Evaluation of mitoxantrone for the treatment of multiple sclerosis

Abstract

Mitoxantrone (Novantrone®), an antineoplastic agent, has been approved for treating patients with secondary progressive multiple sclerosis (MS). Mitoxantrone, which is usually categorised as an immunosuppressant drug, is now also considered to be a specific immunomodulator. Autoimmune mechanism of pathogenesis of MS is the basis of immunosuppressive therapeutic approaches to MS whereas immunoregulatory abnormalities including defective IFN-α production provide the rationale for immunomodulating therapies. Clinical trials have shown that mitoxantrone had a statistically significant impact on reduction of relapse rate and delay in disability progression in these patients.

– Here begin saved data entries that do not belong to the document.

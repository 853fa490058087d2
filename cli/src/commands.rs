use std::io::Write;
use std::path::{Path, PathBuf};

use access_control::AccessResetter;
use core_types::{DeletionTarget, LockingProcessInfo};
use process_locks::ProcessLockResolver;
use service::{
    cache_clearing::{CacheClearReport, CacheClearingService},
    cancellation::CancellationFlag,
    error::Error,
    forced_deletion::{DeletionOutcome, ForcedDeletionService},
    settings::RetryPolicy,
};

/// Turns command line paths into deletion targets, anchoring relative ones at `cwd`.
pub fn resolve_targets(paths: &[PathBuf], cwd: &Path) -> Result<Vec<DeletionTarget>, Error> {
    paths
        .iter()
        .map(|path| DeletionTarget::resolve(path, cwd).map_err(Error::from))
        .collect()
}

/// Deletes every target in turn, continuing past failures. Returns the number of failures.
pub async fn delete_targets(
    service: &ForcedDeletionService,
    targets: &[DeletionTarget],
    retry_policy: RetryPolicy,
    out: &mut impl Write,
) -> Result<usize, Error> {
    let mut failures = 0;
    for target in targets {
        let result = service
            .delete_with_progress(target, retry_policy, CancellationFlag::new(), None)
            .await;
        match result {
            Ok(outcome) => writeln!(out, "{}", describe_outcome(&outcome))?,
            Err(e) if e.is_run_fatal() => return Err(e),
            Err(e) => {
                tracing::error!("{}", e);
                writeln!(out, "FAILED {}: {}", target, e)?;
                failures += 1;
            }
        }
    }
    Ok(failures)
}

pub fn describe_outcome(outcome: &DeletionOutcome) -> String {
    if outcome.already_absent {
        return format!("{} does not exist", outcome.target.display());
    }
    let mut line = format!(
        "Deleted {} ({} attempt{})",
        outcome.target.display(),
        outcome.attempts,
        if outcome.attempts == 1 { "" } else { "s" }
    );
    if !outcome.terminated_processes.is_empty() {
        line.push_str(&format!(
            ", terminated {}",
            outcome.terminated_processes.join(", ")
        ));
    }
    if !outcome.acl_resets.is_empty() {
        line.push_str(&format!(", reset ACL on {} path(s)", outcome.acl_resets.len()));
    }
    line
}

pub async fn list_locks(
    resolver: &dyn ProcessLockResolver,
    target: &DeletionTarget,
    json: bool,
    out: &mut impl Write,
) -> Result<(), Error> {
    let processes = resolver.find_locking_processes(target.path()).await?;
    if json {
        let json = serde_json::to_string_pretty(&processes)
            .map_err(|e| Error::IoError(e.to_string()))?;
        writeln!(out, "{}", json)?;
    } else {
        write_lock_table(&processes, out)?;
    }
    Ok(())
}

fn write_lock_table(processes: &[LockingProcessInfo], out: &mut impl Write) -> Result<(), Error> {
    if processes.is_empty() {
        writeln!(out, "No processes hold handles beneath the path")?;
        return Ok(());
    }
    writeln!(out, "{:>8}  {:<28} {:<10} PATH", "PID", "EXECUTABLE", "TYPE")?;
    for process in processes {
        writeln!(
            out,
            "{:>8}  {:<28} {:<10} {}",
            process.process_id, process.executable_name, process.handle_type, process.locked_path
        )?;
        if !process.command_line.is_empty() {
            writeln!(out, "{:>8}  {}", "", process.command_line)?;
        }
    }
    Ok(())
}

pub async fn reset_acl(
    resetter: &dyn AccessResetter,
    target: &DeletionTarget,
    principal: &str,
    out: &mut impl Write,
) -> Result<(), Error> {
    resetter.reset_access(target.path(), principal).await?;
    writeln!(out, "Reset ownership and permissions of {} to {}", target, principal)?;
    Ok(())
}

pub async fn clear_caches(
    service: &CacheClearingService,
    dirs: &[DeletionTarget],
    out: &mut impl Write,
) -> Result<CacheClearReport, Error> {
    if dirs.is_empty() {
        return Err(Error::InvalidInput(
            "no cache directories given or configured".to_string(),
        ));
    }
    let report = service
        .clear_caches(dirs, CancellationFlag::new(), None)
        .await?;
    for (path, error) in &report.failed {
        writeln!(out, "FAILED {}: {}", path.display(), error)?;
    }
    writeln!(
        out,
        "Cleared {} entr{}, {} failed",
        report.deleted.len(),
        if report.deleted.len() == 1 { "y" } else { "ies" },
        report.failed.len()
    )?;
    Ok(report)
}

pub fn ensure_dir(
    fs_ops: &dyn file_system::FileSystemOps,
    target: &DeletionTarget,
    out: &mut impl Write,
) -> Result<(), Error> {
    if fs_ops.ensure_dir(target.path())? {
        writeln!(out, "Created {}", target)?;
    } else {
        writeln!(out, "{} already exists", target)?;
    }
    Ok(())
}
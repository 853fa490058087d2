//! Discovery and termination of processes that keep files open.
//!
//! - [`resolver`] asks the handle enumeration tool which processes hold handles beneath a path
//! - [`inspector`] fills in executable path and command line of those processes
//! - [`killer`] terminates processes by executable name or PID

pub mod error;
pub mod inspector;
pub mod killer;
pub mod parser;
pub mod resolver;

pub use error::{KillError, LockResolverError};
pub use inspector::{ProcessDetails, ProcessInspector, SysinfoProcessInspector};
pub use killer::{ProcessKiller, SysinfoProcessKiller};
pub use resolver::{HANDLE_TOOL, HandleLockResolver, ProcessLockResolver};
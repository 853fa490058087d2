pub mod generic_pipeline;
pub mod pipeline_step;

pub use generic_pipeline::Pipeline;
pub use pipeline_step::{PipelineStep, StepAction};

Advantages of mitoxantrone as therapy for MS are: (1) considerable information is available about its pharmacokinetics, metabolism and toxicology from previous use in oncology; (2) it requires administration only once in three months which is not only convenient for the patient but also cost-effective; (3) mitoxantrone is one of the two drugs to be approved for secondary progressive MS (the other is IFN-β1) which offers an advantage over IFN-β1a preparations and glatiramer acetate which are indicated only for relapsing remitting MS. However, the duration of therapy is usually limited to two to three years because the maximum cumulative dose recommended is 120 mg/m2 due to concern for possible cardiotoxicity. Potential market value of the mitoxantrone, based on the cost of treatment per patient and the number of patients likely to be treated in the first year of introduction, is US$210 million.